- Work required: Report each line from the data below that holds the word "GetDeviceLive".

□ □ □

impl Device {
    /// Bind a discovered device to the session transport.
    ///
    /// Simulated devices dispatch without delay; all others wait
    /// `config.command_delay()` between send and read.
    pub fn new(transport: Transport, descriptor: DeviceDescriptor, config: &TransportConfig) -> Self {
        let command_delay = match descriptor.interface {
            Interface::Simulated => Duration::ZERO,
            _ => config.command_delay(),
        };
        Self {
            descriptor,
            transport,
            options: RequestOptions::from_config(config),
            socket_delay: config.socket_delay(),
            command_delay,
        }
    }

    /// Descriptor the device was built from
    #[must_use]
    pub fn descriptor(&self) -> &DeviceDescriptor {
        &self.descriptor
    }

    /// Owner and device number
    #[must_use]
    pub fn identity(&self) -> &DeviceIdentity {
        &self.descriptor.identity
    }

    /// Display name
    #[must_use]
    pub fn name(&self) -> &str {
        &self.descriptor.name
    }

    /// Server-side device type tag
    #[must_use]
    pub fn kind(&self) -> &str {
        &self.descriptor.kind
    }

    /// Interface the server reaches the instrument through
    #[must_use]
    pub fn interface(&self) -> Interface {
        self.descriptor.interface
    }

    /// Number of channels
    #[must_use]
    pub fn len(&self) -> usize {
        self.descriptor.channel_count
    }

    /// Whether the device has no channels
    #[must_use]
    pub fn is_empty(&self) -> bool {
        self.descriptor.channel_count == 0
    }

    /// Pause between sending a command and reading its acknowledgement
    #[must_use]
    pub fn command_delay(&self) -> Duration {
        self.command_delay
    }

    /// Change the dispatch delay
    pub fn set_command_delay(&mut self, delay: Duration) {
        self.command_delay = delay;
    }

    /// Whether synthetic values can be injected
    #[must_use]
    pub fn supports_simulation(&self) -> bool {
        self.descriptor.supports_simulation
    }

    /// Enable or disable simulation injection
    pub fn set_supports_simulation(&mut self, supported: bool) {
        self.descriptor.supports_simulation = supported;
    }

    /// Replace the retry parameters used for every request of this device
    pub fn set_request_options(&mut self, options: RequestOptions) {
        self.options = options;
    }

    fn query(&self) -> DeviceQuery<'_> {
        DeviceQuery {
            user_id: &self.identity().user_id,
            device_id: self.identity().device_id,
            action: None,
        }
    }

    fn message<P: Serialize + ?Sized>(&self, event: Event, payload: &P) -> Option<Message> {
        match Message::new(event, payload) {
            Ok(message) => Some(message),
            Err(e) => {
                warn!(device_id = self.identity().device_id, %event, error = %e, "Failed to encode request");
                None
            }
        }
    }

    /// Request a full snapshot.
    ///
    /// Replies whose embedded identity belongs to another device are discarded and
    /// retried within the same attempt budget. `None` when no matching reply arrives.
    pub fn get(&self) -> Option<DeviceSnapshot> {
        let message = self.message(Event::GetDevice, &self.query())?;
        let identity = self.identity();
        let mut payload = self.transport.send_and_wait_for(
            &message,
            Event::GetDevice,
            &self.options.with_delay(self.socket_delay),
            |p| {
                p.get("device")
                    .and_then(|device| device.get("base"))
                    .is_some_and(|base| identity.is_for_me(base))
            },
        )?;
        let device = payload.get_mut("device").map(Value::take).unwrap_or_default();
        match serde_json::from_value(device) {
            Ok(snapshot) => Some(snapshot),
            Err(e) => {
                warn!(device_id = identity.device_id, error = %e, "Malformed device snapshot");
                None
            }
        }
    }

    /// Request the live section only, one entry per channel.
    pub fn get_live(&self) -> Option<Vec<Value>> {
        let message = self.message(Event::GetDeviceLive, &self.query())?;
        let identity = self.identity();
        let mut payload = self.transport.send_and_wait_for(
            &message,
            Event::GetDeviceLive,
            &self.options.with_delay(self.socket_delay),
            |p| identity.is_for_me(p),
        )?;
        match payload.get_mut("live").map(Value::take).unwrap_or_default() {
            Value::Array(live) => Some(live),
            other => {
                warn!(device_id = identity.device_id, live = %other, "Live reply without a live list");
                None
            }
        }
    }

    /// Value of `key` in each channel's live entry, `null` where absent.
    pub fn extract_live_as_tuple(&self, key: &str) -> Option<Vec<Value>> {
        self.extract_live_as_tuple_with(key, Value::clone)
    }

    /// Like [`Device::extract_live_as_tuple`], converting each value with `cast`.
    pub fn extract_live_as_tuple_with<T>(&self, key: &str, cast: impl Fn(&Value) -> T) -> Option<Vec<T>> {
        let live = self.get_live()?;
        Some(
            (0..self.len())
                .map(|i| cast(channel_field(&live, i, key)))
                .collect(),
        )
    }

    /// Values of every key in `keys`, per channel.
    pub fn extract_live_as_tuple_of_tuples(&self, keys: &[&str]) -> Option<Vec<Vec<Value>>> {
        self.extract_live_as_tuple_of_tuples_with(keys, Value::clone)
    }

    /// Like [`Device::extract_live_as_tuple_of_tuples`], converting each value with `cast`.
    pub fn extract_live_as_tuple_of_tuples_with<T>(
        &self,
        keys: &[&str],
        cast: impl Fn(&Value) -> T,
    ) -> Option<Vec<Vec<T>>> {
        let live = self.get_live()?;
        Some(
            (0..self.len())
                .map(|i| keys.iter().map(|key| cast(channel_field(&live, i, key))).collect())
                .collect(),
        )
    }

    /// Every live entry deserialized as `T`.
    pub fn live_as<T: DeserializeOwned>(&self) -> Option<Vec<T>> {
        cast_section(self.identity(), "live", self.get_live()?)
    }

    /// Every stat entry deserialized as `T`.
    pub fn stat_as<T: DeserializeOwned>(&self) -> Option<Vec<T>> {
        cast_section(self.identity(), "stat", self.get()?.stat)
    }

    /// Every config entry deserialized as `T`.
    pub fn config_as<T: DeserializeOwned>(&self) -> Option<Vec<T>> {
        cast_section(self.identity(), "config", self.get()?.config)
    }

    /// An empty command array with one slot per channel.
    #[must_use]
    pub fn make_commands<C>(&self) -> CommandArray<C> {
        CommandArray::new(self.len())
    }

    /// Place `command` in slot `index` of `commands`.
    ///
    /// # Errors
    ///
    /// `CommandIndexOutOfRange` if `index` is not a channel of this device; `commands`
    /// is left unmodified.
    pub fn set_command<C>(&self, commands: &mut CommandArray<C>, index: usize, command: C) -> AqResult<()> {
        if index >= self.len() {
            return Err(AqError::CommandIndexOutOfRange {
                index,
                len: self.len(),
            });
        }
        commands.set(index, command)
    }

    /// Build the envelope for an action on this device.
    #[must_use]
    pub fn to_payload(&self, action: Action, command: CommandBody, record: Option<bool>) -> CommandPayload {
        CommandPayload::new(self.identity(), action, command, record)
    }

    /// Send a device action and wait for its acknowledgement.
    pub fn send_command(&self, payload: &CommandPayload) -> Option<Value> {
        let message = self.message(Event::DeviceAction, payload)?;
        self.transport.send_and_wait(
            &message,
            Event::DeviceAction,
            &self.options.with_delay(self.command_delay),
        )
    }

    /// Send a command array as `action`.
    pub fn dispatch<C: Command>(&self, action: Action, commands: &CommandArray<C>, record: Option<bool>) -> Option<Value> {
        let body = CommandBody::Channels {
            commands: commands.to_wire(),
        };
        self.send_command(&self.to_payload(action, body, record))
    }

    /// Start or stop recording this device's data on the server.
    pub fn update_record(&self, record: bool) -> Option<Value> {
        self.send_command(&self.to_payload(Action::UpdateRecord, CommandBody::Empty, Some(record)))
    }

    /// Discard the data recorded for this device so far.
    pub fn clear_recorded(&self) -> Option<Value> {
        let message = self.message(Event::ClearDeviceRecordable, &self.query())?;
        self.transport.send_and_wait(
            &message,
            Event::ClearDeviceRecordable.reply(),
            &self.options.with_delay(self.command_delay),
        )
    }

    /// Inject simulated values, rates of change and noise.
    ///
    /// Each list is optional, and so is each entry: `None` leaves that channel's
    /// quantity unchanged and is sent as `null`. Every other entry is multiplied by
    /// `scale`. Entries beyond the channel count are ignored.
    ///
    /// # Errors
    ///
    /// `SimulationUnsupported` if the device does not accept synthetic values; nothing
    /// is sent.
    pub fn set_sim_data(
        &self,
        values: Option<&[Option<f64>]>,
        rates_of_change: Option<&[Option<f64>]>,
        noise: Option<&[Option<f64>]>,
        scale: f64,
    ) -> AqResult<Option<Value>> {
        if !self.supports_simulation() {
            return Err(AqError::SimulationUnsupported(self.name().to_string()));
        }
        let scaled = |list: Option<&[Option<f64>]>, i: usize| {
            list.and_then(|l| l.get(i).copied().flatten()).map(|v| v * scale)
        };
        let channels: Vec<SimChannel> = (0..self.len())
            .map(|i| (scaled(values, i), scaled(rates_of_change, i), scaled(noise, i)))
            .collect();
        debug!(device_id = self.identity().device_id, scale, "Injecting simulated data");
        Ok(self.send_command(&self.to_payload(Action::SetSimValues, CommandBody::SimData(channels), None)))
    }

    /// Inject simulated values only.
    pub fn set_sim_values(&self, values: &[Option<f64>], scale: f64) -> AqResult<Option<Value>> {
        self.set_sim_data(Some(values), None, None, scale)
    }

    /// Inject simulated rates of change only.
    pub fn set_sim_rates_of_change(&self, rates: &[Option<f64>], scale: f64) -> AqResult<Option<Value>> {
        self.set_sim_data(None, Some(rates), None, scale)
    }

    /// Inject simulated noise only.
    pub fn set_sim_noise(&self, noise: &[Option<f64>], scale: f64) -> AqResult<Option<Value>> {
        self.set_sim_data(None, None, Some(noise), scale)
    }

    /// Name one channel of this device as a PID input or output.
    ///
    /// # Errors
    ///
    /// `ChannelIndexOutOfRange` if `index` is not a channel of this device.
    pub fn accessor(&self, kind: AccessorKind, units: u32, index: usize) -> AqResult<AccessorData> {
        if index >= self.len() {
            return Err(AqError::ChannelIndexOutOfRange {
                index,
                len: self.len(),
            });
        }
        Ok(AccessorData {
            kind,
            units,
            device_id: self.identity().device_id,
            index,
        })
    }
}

□ □ □

- Answer to this problem:
        let message = self.message(Event::GetDeviceLive, &self.query())?;
            Event::GetDeviceLive,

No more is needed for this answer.